Un interessante contributo su questo tema lo si può trovare nel documento “La cassetta del pronto soccorso del dolore”.
Anche l’approccio medico verso il dolore cronico sta cambiando e si sta evolvendo. Non si punta più solo sulla farmacologia, ma su un approccio multi-sistemico che tenga conto anche delle competenze psicologiche e del supporto sociale a disposizione della persona e dell’importanza di non considerare corpo e mente come due entità separate. Sempre di più, infatti, la psicoterapia è uno strumento fondamentale per la gestione del dolore, soprattutto se, quando possibile, si affianca ad attività fisiche volte a sviluppare una maggiore consapevolezza, come lo yoga.

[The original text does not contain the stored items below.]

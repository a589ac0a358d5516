//! Graceful shutdown on signals
//!
//! The first SIGINT, SIGTERM or SIGHUP cancels the shared token so running
//! transfers stop at their next suspension point. A watchdog then exits the
//! process with the interrupted code if work has not wound down within the
//! grace period; a second Ctrl+C exits immediately.

use std::sync::Arc;
use std::sync::atomic::{AtomicUsize, Ordering};
use std::time::Duration;

use tokio_util::sync::CancellationToken;

use crate::exit_code::ExitCode;

/// Spawn signal listeners that cancel `token`
pub fn install(token: CancellationToken, grace: Duration) {
    let hits = Arc::new(AtomicUsize::new(0));
    {
        let token = token.clone();
        tokio::spawn(async move {
            while tokio::signal::ctrl_c().await.is_ok() {
                if hits.fetch_add(1, Ordering::Relaxed) == 0 {
                    eprintln!("Interrupted, stopping (press Ctrl+C again to force)");
                    token.cancel();
                } else {
                    std::process::exit(ExitCode::Interrupted.as_i32());
                }
            }
        });
    }

    #[cfg(unix)]
    {
        use tokio::signal::unix::{SignalKind, signal};

        for kind in [SignalKind::terminate(), SignalKind::hangup()] {
            let token = token.clone();
            tokio::spawn(async move {
                if let Ok(mut stream) = signal(kind) {
                    stream.recv().await;
                    tracing::debug!("Termination signal received");
                    token.cancel();
                }
            });
        }
    }

    tokio::spawn(async move {
        token.cancelled().await;
        tokio::time::sleep(grace).await;
        eprintln!("Shutdown grace period elapsed, exiting");
        std::process::exit(ExitCode::Interrupted.as_i32());
    });
}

Condividere la propria esperienza di dolore cronico è molto importante, per questo motivo anche quest’anno la Fondazione ISAL il 3 ottobre celebra l’evento “100 Città Contro il Dolore”, una manifestazione di carattere internazionale per informare il pubblico sul dolore e sulle strategie per gestirlo.
L’Associazione Italiana Endometriosi Onlus ha aderito anche quest’anno al progetto, e pertanto saranno allestiti diversi tavoli informativi sull’argomento in tutta Italia.